The violence in what was the cradle of Libya's 2011 revolution comes weeks after the government acknowledged for the first time the existence of “terrorist groups” in the country and said it was mobilising against them.
Authorities have been avoiding a full-blown confrontation with the heavily armed ex-rebels who have bastions in Benghazi and other eastern regions, until they can bolster the army and police.
The clashes erupted after a group led by Khalifa Haftar, a retired general who led ground forces in the 2011 uprising that toppled dictator Moamer Kadhafi, pounded a barracks of the “February 17 Brigade”, witnesses said.
Warplanes backed up the attack on the Islamists who responded with anti-aircraft fire.
The two groups also fought pitched battles in Sidi Fradj, south of Benghazi, an AFP journalist said, and witnesses said Haftar's men seized the headquarters of Rafallah al-Sahati militia.
Medical sources at Al-Marj hospital, east of the city, where Haftar's casualties were taken, said four bodies and 60 wounded were brought in.
Benghazi hospitals gave a toll of nine dead and around 40
wounded, without identifying them.
The fighting subsided in the afternoon, an AFP journalist said, as witnesses reported that Haftar's forces were pulling back south to Sidi Fradj.
Haftar heads a group calling itself the “National Army” which launched “a large-scale operation to flush terrorists out of Benghazi”, said a spokesman, Mohammed al-Hijazi.
“This is not a civil war. It's an operation against terrorist groups,” said Hijazi, who like Haftar was a former officer in Kadhafi's army before defecting.
Libya's armed forces chief of staff, Abdessalam Jadallah al-Salihin, denied any army involvement in the Benghazi clashes.
“The (regular) army has nothing to do with the clashes. The army did not give any orders for any sort of operation” in Benghazi, he said.
Salihin admitted, nevertheless, that some officers and units from the regular army had joined Haftar's group.
Prime Minister Abdullah al-Thani denounced Haftar's forces as “outlaws” and told a news conference in Tripoli that the army was “in control on the ground”, urging restraint in Benghazi.
As the fighting raged, Algeria closed its embassy and consulate in Tripoli, saying it had received a “real and imminent threat” to its diplomats and staff.
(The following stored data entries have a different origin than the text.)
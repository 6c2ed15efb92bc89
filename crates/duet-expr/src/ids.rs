use std::sync::atomic::{AtomicU32, Ordering};

static NEXT_MODEL_TAG: AtomicU32 = AtomicU32::new(1);

/// Identity of the model that issued a handle.
///
/// Every builder draws a fresh tag at construction, so a handle presented to
/// a model other than its issuer can be detected instead of silently indexing
/// into the wrong variable table.
#[derive(Debug, Clone, Copy, PartialEq, Eq, Hash, PartialOrd, Ord)]
#[cfg_attr(feature = "serde", derive(serde::Serialize, serde::Deserialize))]
#[repr(transparent)]
pub struct ModelTag(u32);

impl ModelTag {
    /// Allocate a tag that no other model in this process holds.
    pub fn fresh() -> Self {
        Self(NEXT_MODEL_TAG.fetch_add(1, Ordering::Relaxed))
    }

    /// Get the inner u32 value.
    pub fn inner(self) -> u32 {
        self.0
    }
}

impl std::fmt::Display for ModelTag {
    fn fmt(&self, f: &mut std::fmt::Formatter<'_>) -> std::fmt::Result {
        write!(f, "#{}", self.0)
    }
}

macro_rules! define_handle_type {
    ($name:ident) => {
        #[derive(Debug, Clone, Copy, PartialEq, Eq, Hash, PartialOrd, Ord)]
        #[cfg_attr(feature = "serde", derive(serde::Serialize, serde::Deserialize))]
        pub struct $name {
            model: ModelTag,
            index: u32,
        }

        impl $name {
            /// Create a handle for slot `index` of the model tagged `model`.
            pub fn new(model: ModelTag, index: u32) -> Self {
                Self { model, index }
            }

            /// Tag of the issuing model.
            pub fn model(self) -> ModelTag {
                self.model
            }

            /// Get the sequential index within the issuing model.
            pub fn inner(self) -> u32 {
                self.index
            }

            /// Index as a `usize`, for slicing the model's tables.
            pub fn index(self) -> usize {
                self.index as usize
            }
        }
    };
}

define_handle_type!(VarId);
define_handle_type!(ConstraintId);
use std::sync::Arc;
use tracing_subscriber::{layer::SubscriberExt, util::SubscriberInitExt};

use api_rest::AppState;
use smart_core::{ConfigValues, SmartConfig, SmartService};

/// Main entry point for the SMART client web application
///
/// Resolves configuration from the environment once, then serves the browser-facing
/// routes and Swagger UI.
///
/// # Environment Variables
/// - `SMART_REST_ADDR`: server address (default: "0.0.0.0:3000")
/// - `SMART_CLIENT_ID`: OAuth client id (required)
/// - `SMART_ENV`: `development` or `production`, selecting the redirect URI
/// - other `SMART_*` variables override the sandbox endpoints and fetched resources
///
/// # Errors
/// Returns an error if:
/// - the configuration is missing or invalid,
/// - the server address cannot be bound, or
/// - the HTTP server fails while running.
#[tokio::main]
async fn main() -> anyhow::Result<()> {
    dotenvy::dotenv().ok();

    tracing_subscriber::registry()
        .with(
            tracing_subscriber::EnvFilter::from_default_env()
                .add_directive("smart_run=info".parse()?)
                .add_directive("smart_core=info".parse()?)
                .add_directive("api_rest=info".parse()?),
        )
        .with(tracing_subscriber::fmt::layer())
        .init();

    let cfg = Arc::new(SmartConfig::resolve(ConfigValues::from_env())?);
    let rest_addr = std::env::var("SMART_REST_ADDR").unwrap_or_else(|_| "0.0.0.0:3000".into());

    tracing::info!("++ Starting SMART client on {}", rest_addr);
    tracing::info!(
        "++ Environment {:?}, redirect URI {}, FHIR base {}",
        cfg.environment(),
        cfg.redirect_uri(),
        cfg.fhir_base_url()
    );

    let service = SmartService::new(cfg)?;
    let app = api_rest::router(AppState::new(service));

    let listener = tokio::net::TcpListener::bind(&rest_addr).await?;
    axum::serve(listener, app).await?;

    Ok(())
}
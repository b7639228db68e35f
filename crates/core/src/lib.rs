//! # SMART Core
//!
//! Client-side logic for a SMART-on-FHIR patient application.
//!
//! This crate owns the sign-in flow and every outbound call:
//! - OAuth2 authorization-code flow (authorize URL, `state` check, token exchange)
//! - Read-only FHIR fetches for the signed-in patient
//! - QuestionnaireResponse submission
//! - Session and view state for the single signed-in user
//!
//! **No HTTP server concerns**: routing, HTML rendering and the CLI belong in `api-rest` and
//! `smart-cli`.

pub mod auth;
pub mod config;
pub mod constants;
pub mod error;
pub mod fetcher;
pub mod http;
pub mod service;
pub mod session;
pub mod submitter;
pub mod widget;

#[cfg(test)]
mod test_support;

pub use auth::{TokenExchange, TokenResponse};
pub use config::{ConfigValues, Environment, SmartConfig};
pub use error::{SmartError, SmartResult};
pub use fetcher::{ResourceFetcher, ResourceRequest};
pub use service::{CallbackParams, SmartService};
pub use session::{
    FetchedResources, Panel, Session, SessionRegistry, SessionStore, TokenMetadata, ViewState,
};
pub use submitter::{ResponseSubmitter, SubmissionReceipt};
pub use widget::{FormAssets, FormRenderer, LhcForms};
The foreign ministry in Algiers said the decision, which comes after a wave of abductions and attacks targeting foreign diplomats, was taken in coordination with Libyan authorities.
There was no mention of the violence in Benghazi.
But the clashes in the Mediterranean city underscore the government's struggle to rein in former rebels who helped topple Kadhafi nearly three years ago.
The city has been rocked by almost daily attacks that have killed dozens of members of the security forces, judges and foreigners.
There have been no claims of responsibility but Islamists have been blamed for the bloodshed.
In March, the government issued a statement blaming “terrorists” for dozens of deadly attacks and vowed to eradicate these groups.
Its pledge came after Haftar, in a video posted on the Internet, announced an “initiative” under which the interim government and parliament would be suspended in preparation for elections.
That video sparked rumours on social media that a coup might be in the offing.
The government, which has come in for criticism for failing to defeat lawlessness in Libya, was quick to quash the rumours and insist it was in control.
Weeks later it declared a “war against terrorism”. However, no concrete measures have been taken.
Attacks against the army have spurred tribesmen, soldiers and some ex-rebels to join forces with Haftar against the jihadists.